#### [What you have to do]
Lines with "instrument" in the entries below: count them and reply with the number alone.

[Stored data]

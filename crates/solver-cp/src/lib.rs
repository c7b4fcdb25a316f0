//! Configures and runs the constraint-programming solver with a wall-clock
//! budget. A thin wrapper: it assembles the model the `model` crate built,
//! calls the backend, and reports `(status, elapsed)` without touching the
//! domain.

#[cfg(feature = "with-milp")]
mod milp;

mod greedy;

use std::time::Duration;

use domain::ResponseStatus;
use model::{ModelPrep, VarKey};

/// Output of a solve attempt: the status vocabulary, the wall-clock time
/// actually spent, and the set of `(g,k,d,p,r)` keys the solver set to
/// 1 — the solution extractor resolves these back into `LessonAssignment`s
/// via the same `ModelPrep` that built the model.
pub struct SolveReport {
    pub status: ResponseStatus,
    pub elapsed: Duration,
    pub placed: Vec<VarKey>,
}

/// The three advisory toggles of `generate()`'s request, threaded down to
/// model construction. `respect_transit` gates hard constraint 9 (a
/// caller may legitimately want to ignore transit if, say, a substitute is
/// covering and physically can't honor it); `limit_gaps` and
/// `uniform_distribution` gate the two soft objective terms.
#[derive(Clone, Copy, Debug, Default)]
pub struct SolveOptions {
    pub respect_transit: bool,
    pub limit_gaps: bool,
    pub uniform_distribution: bool,
}

/// Runs the solver against `prep`, respecting the advisory `wall_clock`
/// budget. With the `with-milp` feature this calls into CBC via `good_lp`;
/// without it, this falls back to a greedy first-fit placement — a last
/// resort kept only so the crate builds on machines without a system CBC
/// library, not a spec-conformant solver. The greedy fallback ignores
/// `options` entirely: it has no objective to tune and always respects
/// transit, since skipping it would only make an already-weak fallback
/// worse.
pub fn solve(prep: &ModelPrep, wall_clock: Duration, options: SolveOptions) -> anyhow::Result<SolveReport> {
    #[cfg(feature = "with-milp")]
    {
        return milp::solve_with_cbc(prep, wall_clock, options);
    }
    #[cfg(not(feature = "with-milp"))]
    {
        let _ = (wall_clock, options);
        Ok(greedy::solve_greedy(prep))
    }
}
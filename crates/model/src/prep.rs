use std::collections::{HashMap, HashSet};

use domain::{
    ClassGroup, ClassGroupId, CurriculumRow, Day, Room, RoomId, SiteId, Teacher, TeacherId,
    TeacherAvailability,
};

/// Precomputed lookups built once per `solve()` call, the same
/// precompute-then-build split the CSP construction has always used: every
/// index map below is derived from the domain snapshot and never mutated
/// again while the model is assembled.
pub struct ModelPrep<'a> {
    pub curriculum: &'a [CurriculumRow],
    pub rooms: &'a [Room],
    pub teacher_by_id: HashMap<TeacherId, &'a Teacher>,
    pub class_by_id: HashMap<ClassGroupId, &'a ClassGroup>,
    pub room_by_id: HashMap<RoomId, usize>,
    /// `(teacher, day)` pairs blocked by a day-level unavailability entry.
    /// Time-of-day on the entry is not consulted (see the unavailability
    /// granularity note this engine preserves).
    pub blocked_days: HashSet<(TeacherId, Day)>,
    /// Room indices grouped by site, in room order.
    pub rooms_by_site: HashMap<SiteId, Vec<usize>>,
}

impl<'a> ModelPrep<'a> {
    pub fn build(
        curriculum: &'a [CurriculumRow],
        teachers: &'a [Teacher],
        class_groups: &'a [ClassGroup],
        rooms: &'a [Room],
        unavailability: &HashMap<TeacherId, Vec<TeacherAvailability>>,
    ) -> Self {
        let teacher_by_id = teachers.iter().map(|t| (t.id, t)).collect();
        let class_by_id = class_groups.iter().map(|c| (c.id, c)).collect();
        let room_by_id = rooms.iter().enumerate().map(|(i, r)| (r.id, i)).collect();

        let mut blocked_days = HashSet::new();
        for (teacher_id, entries) in unavailability {
            for entry in entries {
                if !entry.available {
                    blocked_days.insert((*teacher_id, entry.day));
                }
            }
        }

        let mut rooms_by_site: HashMap<SiteId, Vec<usize>> = HashMap::new();
        for (i, r) in rooms.iter().enumerate() {
            rooms_by_site.entry(r.site_id).or_default().push(i);
        }

        Self {
            curriculum,
            rooms,
            teacher_by_id,
            class_by_id,
            room_by_id,
            blocked_days,
            rooms_by_site,
        }
    }

    pub fn is_blocked(&self, teacher_id: TeacherId, day: Day) -> bool {
        self.blocked_days.contains(&(teacher_id, day))
    }

    /// Distinct sites actually hosting rooms, independent of the `Site`
    /// entities themselves — a site with no rooms cannot host a lesson and
    /// never participates in the transit constraint.
    pub fn site_count(&self) -> usize {
        self.rooms_by_site.len()
    }
}
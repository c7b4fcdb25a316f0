use std::collections::HashSet;
use std::time::Duration;

use domain::{ClassGroupId, Day, ResponseStatus, TeacherId};
use model::ModelPrep;

use crate::SolveReport;

/// First-fit placement with no backtracking — a last resort used only when
/// the `with-milp` feature is off, kept so the crate still builds without a
/// system CBC library. It respects the three clique constraints and the
/// day-level block but does not attempt the consecutive/per-day/activity-
/// hours/transit constraints; it can neither prove optimality nor prove
/// infeasibility, so it never reports `OPTIMAL` or `INFEASIBLE`.
pub fn solve_greedy(prep: &ModelPrep) -> SolveReport {
    let mut occ_teacher: HashSet<(TeacherId, Day, u8)> = HashSet::new();
    let mut occ_class: HashSet<(ClassGroupId, Day, u8)> = HashSet::new();
    let mut occ_room: HashSet<(usize, Day, u8)> = HashSet::new();
    let mut placed = Vec::new();
    let mut any_missed = false;

    for (g, row) in prep.curriculum.iter().enumerate() {
        if !prep.teacher_by_id.contains_key(&row.teacher_id) {
            any_missed = true;
            continue;
        }
        for k in 0..row.lessons_per_week as usize {
            let mut found = false;
            'search: for d in Day::GENERATION_GRID {
                if prep.is_blocked(row.teacher_id, d) {
                    continue;
                }
                for p in 0..sched_core::grid::PERIODS_PER_DAY {
                    if occ_teacher.contains(&(row.teacher_id, d, p))
                        || occ_class.contains(&(row.class_group_id, d, p))
                    {
                        continue;
                    }
                    for r in 0..prep.rooms.len() {
                        if occ_room.contains(&(r, d, p)) {
                            continue;
                        }
                        occ_teacher.insert((row.teacher_id, d, p));
                        occ_class.insert((row.class_group_id, d, p));
                        occ_room.insert((r, d, p));
                        placed.push((g, k, d, p, r));
                        found = true;
                        break 'search;
                    }
                }
            }
            if !found {
                any_missed = true;
            }
        }
    }

    SolveReport {
        status: if any_missed {
            ResponseStatus::Unknown
        } else {
            ResponseStatus::Feasible
        },
        elapsed: Duration::ZERO,
        placed,
    }
}
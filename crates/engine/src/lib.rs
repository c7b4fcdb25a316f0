//! Wires the Domain Repository, Model Builder, Solver Driver, Solution
//! Extractor, and Diagnostics into the single `generate()` entry point, and
//! owns the error taxonomy and the top-level `tracing` spans around it.

use std::time::{Duration, Instant};

use domain::{
    Day, DomainRepository, DraftId, DraftStatus, RepositoryError, ResponseStatus, TeacherId,
};
use diagnostics::{Pendency, PendencyContext};
use schemars::JsonSchema;
use sched_core::EngineError;
use serde::{Deserialize, Serialize};
use solver_cp::SolveOptions;
use tracing::{info, instrument, warn};

/// Request parameters for `generate()`. Field names are stable across an
/// external HTTP layer — out of scope here — so callers can (de)serialize
/// them without renaming.
#[derive(Clone, Copy, Debug, Serialize, Deserialize, JsonSchema)]
pub struct GenerateParams {
    pub wall_clock_seconds: u64,
    #[serde(default = "default_true")]
    pub limit_gaps: bool,
    #[serde(default = "default_true")]
    pub respect_transit: bool,
    #[serde(default)]
    pub uniform_distribution: bool,
}

fn default_true() -> bool {
    true
}

impl Default for GenerateParams {
    fn default() -> Self {
        Self {
            wall_clock_seconds: 30,
            limit_gaps: true,
            respect_transit: true,
            uniform_distribution: false,
        }
    }
}

/// Response envelope for `generate()`, always returned — `generate` never
/// panics and never propagates a `Result` to its caller, so every outcome
/// (including the fatal error classes) is representable here.
#[derive(Clone, Debug, Serialize, Deserialize, JsonSchema)]
pub struct GenerateResponse {
    pub success: bool,
    pub message: String,
    pub draft_id: DraftId,
    pub total_lessons: u32,
    pub placed_lessons: u32,
    pub pendencies: Vec<Pendency>,
    pub quality_score: u8,
    pub elapsed_seconds: f64,
    pub status: Option<ResponseStatus>,
}

impl GenerateResponse {
    fn empty(draft_id: DraftId, message: impl Into<String>, elapsed_seconds: f64) -> Self {
        Self {
            success: false,
            message: message.into(),
            draft_id,
            total_lessons: 0,
            placed_lessons: 0,
            pendencies: Vec::new(),
            quality_score: 0,
            elapsed_seconds,
            status: None,
        }
    }
}

/// The two outcomes `run` can fail with that need different rollback
/// handling at the `generate()` boundary: the fatal-but-side-effect-free
/// classes (`DraftNotFound`, `EmptyCurriculum`) versus everything else,
/// which rolls the draft status back to `DRAFT`.
enum Failure {
    NoSideEffects(String),
    Fatal(anyhow::Error),
}

impl From<EngineError> for Failure {
    fn from(e: EngineError) -> Self {
        match e {
            EngineError::DraftNotFound(_) | EngineError::EmptyCurriculum(_) => {
                Failure::NoSideEffects(e.to_string())
            }
            EngineError::Repository(repo_err) => Failure::Fatal(repo_err.into()),
        }
    }
}

/// Runs the full pipeline for `draft_id`: loads the domain snapshot,
/// builds the CSP, solves it within `params.wall_clock_seconds`, extracts
/// and persists the solution (if any), and computes diagnostics — always
/// returning a complete [`GenerateResponse`] rather than propagating an
/// error to the caller.
#[instrument(skip(repo, params), fields(draft_id = %draft_id))]
pub fn generate(
    repo: &mut dyn DomainRepository,
    draft_id: DraftId,
    params: GenerateParams,
) -> GenerateResponse {
    let started = Instant::now();
    match run(repo, draft_id, &params, started) {
        Ok(resp) => resp,
        Err(Failure::NoSideEffects(message)) => {
            info!(%message, "generate aborted before any mutation");
            GenerateResponse::empty(draft_id, message, started.elapsed().as_secs_f64())
        }
        Err(Failure::Fatal(err)) => {
            warn!(error = %err, "generate failed, rolling draft back to DRAFT");
            // Best-effort: if the draft itself vanished mid-run there is
            // nothing left to roll back, and that secondary failure isn't
            // worth surfacing over the original one.
            let _ = repo.set_draft_status(draft_id, DraftStatus::Draft);
            GenerateResponse::empty(draft_id, err.to_string(), started.elapsed().as_secs_f64())
        }
    }
}

fn run(
    repo: &mut dyn DomainRepository,
    draft_id: DraftId,
    params: &GenerateParams,
    started: Instant,
) -> Result<GenerateResponse, Failure> {
    repo.draft_status(draft_id).map_err(|e| match e {
        RepositoryError::DraftNotFound(id) => Failure::from(EngineError::DraftNotFound(id)),
        other => Failure::from(EngineError::Repository(other)),
    })?;

    let curriculum = repo
        .load_curriculum()
        .map_err(EngineError::Repository)?;
    if curriculum.is_empty() {
        return Err(EngineError::EmptyCurriculum(draft_id).into());
    }

    repo.set_draft_status(draft_id, DraftStatus::InProgress)
        .map_err(EngineError::Repository)?;

    let teachers = repo.load_teachers().map_err(EngineError::Repository)?;
    let class_groups = repo
        .load_class_groups()
        .map_err(EngineError::Repository)?;
    let rooms = repo.load_rooms().map_err(EngineError::Repository)?;
    let unavailability = repo
        .load_unavailability()
        .map_err(EngineError::Repository)?;

    sched_core::validate(&curriculum, &teachers, &class_groups, &rooms)
        .map_err(|e| Failure::Fatal(anyhow::anyhow!(e.to_string())))?;

    let prep = model::ModelPrep::build(&curriculum, &teachers, &class_groups, &rooms, &unavailability);

    let options = SolveOptions {
        respect_transit: params.respect_transit,
        limit_gaps: params.limit_gaps,
        uniform_distribution: params.uniform_distribution,
    };
    let wall_clock = Duration::from_secs(params.wall_clock_seconds);
    let report = solver_cp::solve(&prep, wall_clock, options).map_err(Failure::Fatal)?;
    info!(status = ?report.status, elapsed = ?report.elapsed, "solve finished");

    let outcome = extractor::extract(draft_id, &prep, &report.placed);

    let teacher_ids: Vec<TeacherId> = teachers.iter().map(|t| t.id).collect();
    let quality = diagnostics::compute_quality(
        outcome.total_lessons,
        outcome.placed_lessons,
        &outcome.assignments,
        &teacher_ids,
    );

    // "Solved" here means "there is something worth writing", not
    // "every lesson got placed": under this CSP's all-or-nothing placement
    // constraint `OPTIMAL`/`FEASIBLE` always carry a full solution, but the
    // greedy fallback can report `UNKNOWN` with a genuine partial placement —
    // that partial result still gets persisted, just without flipping
    // `success`.
    let should_persist = !outcome.assignments.is_empty();
    if should_persist {
        extractor::apply(repo, draft_id, &outcome, quality.total).map_err(EngineError::Repository)?;
    }

    let mut blocked_days_by_teacher: std::collections::HashMap<TeacherId, u32> =
        std::collections::HashMap::new();
    for (&teacher_id, entries) in &unavailability {
        let blocked = entries
            .iter()
            .filter(|e| !e.available && Day::GENERATION_GRID.contains(&e.day))
            .count() as u32;
        if blocked > 0 {
            blocked_days_by_teacher.insert(teacher_id, blocked);
        }
    }
    let sites: std::collections::HashSet<_> = rooms.iter().map(|r| r.site_id).collect();

    let pendency_ctx = PendencyContext {
        total_lessons: outcome.total_lessons,
        placed_lessons: outcome.placed_lessons,
        teachers: &teachers,
        curriculum: &curriculum,
        rooms: &rooms,
        blocked_days_by_teacher,
        multi_site: sites.len() > 1,
        solver_status: report.status,
    };
    let pendencies = diagnostics::compute_pendencies(&pendency_ctx);

    let success = should_persist && outcome.placed_lessons == outcome.total_lessons;
    let message = if success {
        format!(
            "placed {} of {} required lessons",
            outcome.placed_lessons, outcome.total_lessons
        )
    } else {
        format!(
            "placed {} of {} required lessons, solver status {:?}",
            outcome.placed_lessons, outcome.total_lessons, report.status
        )
    };

    Ok(GenerateResponse {
        success,
        message,
        draft_id,
        total_lessons: outcome.total_lessons,
        placed_lessons: outcome.placed_lessons,
        pendencies,
        quality_score: quality.total,
        elapsed_seconds: started.elapsed().as_secs_f64(),
        status: Some(report.status),
    })
}

/// Installs a `tracing-subscriber` registry reading `RUST_LOG` from the
/// environment. Opt-in: embedders that already configure their own
/// subscriber should not call this.
pub fn init_tracing_from_env() {
    use tracing_subscriber::{layer::SubscriberExt, util::SubscriberInitExt};
    let _ = tracing_subscriber::registry()
        .with(tracing_subscriber::EnvFilter::from_default_env())
        .with(tracing_subscriber::fmt::layer())
        .try_init();
}
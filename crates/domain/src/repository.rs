use crate::entities::{
    ClassGroup, CurriculumRow, DraftId, LessonAssignment, Room, Teacher, TeacherAvailability,
    TeacherId,
};
use std::collections::HashMap;
use thiserror::Error;

#[derive(Debug, Error)]
pub enum RepositoryError {
    #[error("draft {0:?} not found")]
    DraftNotFound(DraftId),
    #[error("repository error: {0}")]
    Other(String),
}

/// Read-only view onto the external store, scoped to active entities, plus
/// the narrow write surface the solution extractor needs. Implementations
/// are expected to be backed by a transactional tabular store; this crate
/// only specifies the contract and ships an in-memory reference
/// implementation (see [`crate::mem::MemRepository`], behind the `testing`
/// feature) for the engine's own test suite.
pub trait DomainRepository {
    fn load_curriculum(&self) -> Result<Vec<CurriculumRow>, RepositoryError>;
    fn load_teachers(&self) -> Result<Vec<Teacher>, RepositoryError>;
    fn load_class_groups(&self) -> Result<Vec<ClassGroup>, RepositoryError>;
    fn load_rooms(&self) -> Result<Vec<Room>, RepositoryError>;
    fn load_unavailability(
        &self,
    ) -> Result<HashMap<TeacherId, Vec<TeacherAvailability>>, RepositoryError>;

    /// Deletes every `LessonAssignment` currently stored for `draft_id`.
    /// Must be undone by the same rollback boundary as `append_assignment`
    /// when the two are used as one clear+append transaction (see
    /// [`DomainRepository::apply_solution`]).
    fn clear_assignments(&mut self, draft_id: DraftId) -> Result<(), RepositoryError>;

    fn append_assignment(&mut self, assignment: LessonAssignment) -> Result<(), RepositoryError>;

    fn update_draft_stats(
        &mut self,
        draft_id: DraftId,
        total_lessons: u32,
        placed_lessons: u32,
        quality_score: u8,
    ) -> Result<(), RepositoryError>;

    fn set_draft_status(
        &mut self,
        draft_id: DraftId,
        status: crate::entities::DraftStatus,
    ) -> Result<(), RepositoryError>;

    fn draft_status(&self, draft_id: DraftId) -> Result<crate::entities::DraftStatus, RepositoryError>;

    /// Runs `clear_assignments` followed by one `append_assignment` per
    /// element of `assignments` as a single transaction: on any failure the
    /// draft must be left exactly as it was before the call. The
    /// default implementation is *not* atomic — it is provided only so a
    /// minimal `DomainRepository` compiles; real implementations backed by
    /// a transactional store should override it.
    fn apply_solution(
        &mut self,
        draft_id: DraftId,
        assignments: Vec<LessonAssignment>,
    ) -> Result<(), RepositoryError> {
        self.clear_assignments(draft_id)?;
        for a in assignments {
            self.append_assignment(a)?;
        }
        Ok(())
    }
}
pub mod config;
pub mod db;
pub mod error;
pub mod handlers;
pub mod metrics;
pub mod models;
pub mod services;
pub mod utils;

pub use config::Config;
pub use error::{RankingError, Result};
pub use services::{
    DiversityLayer, RecallLayer, RecommendationEngine, ResultAssembler, ScoreAggregator,
};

#### [Result]
2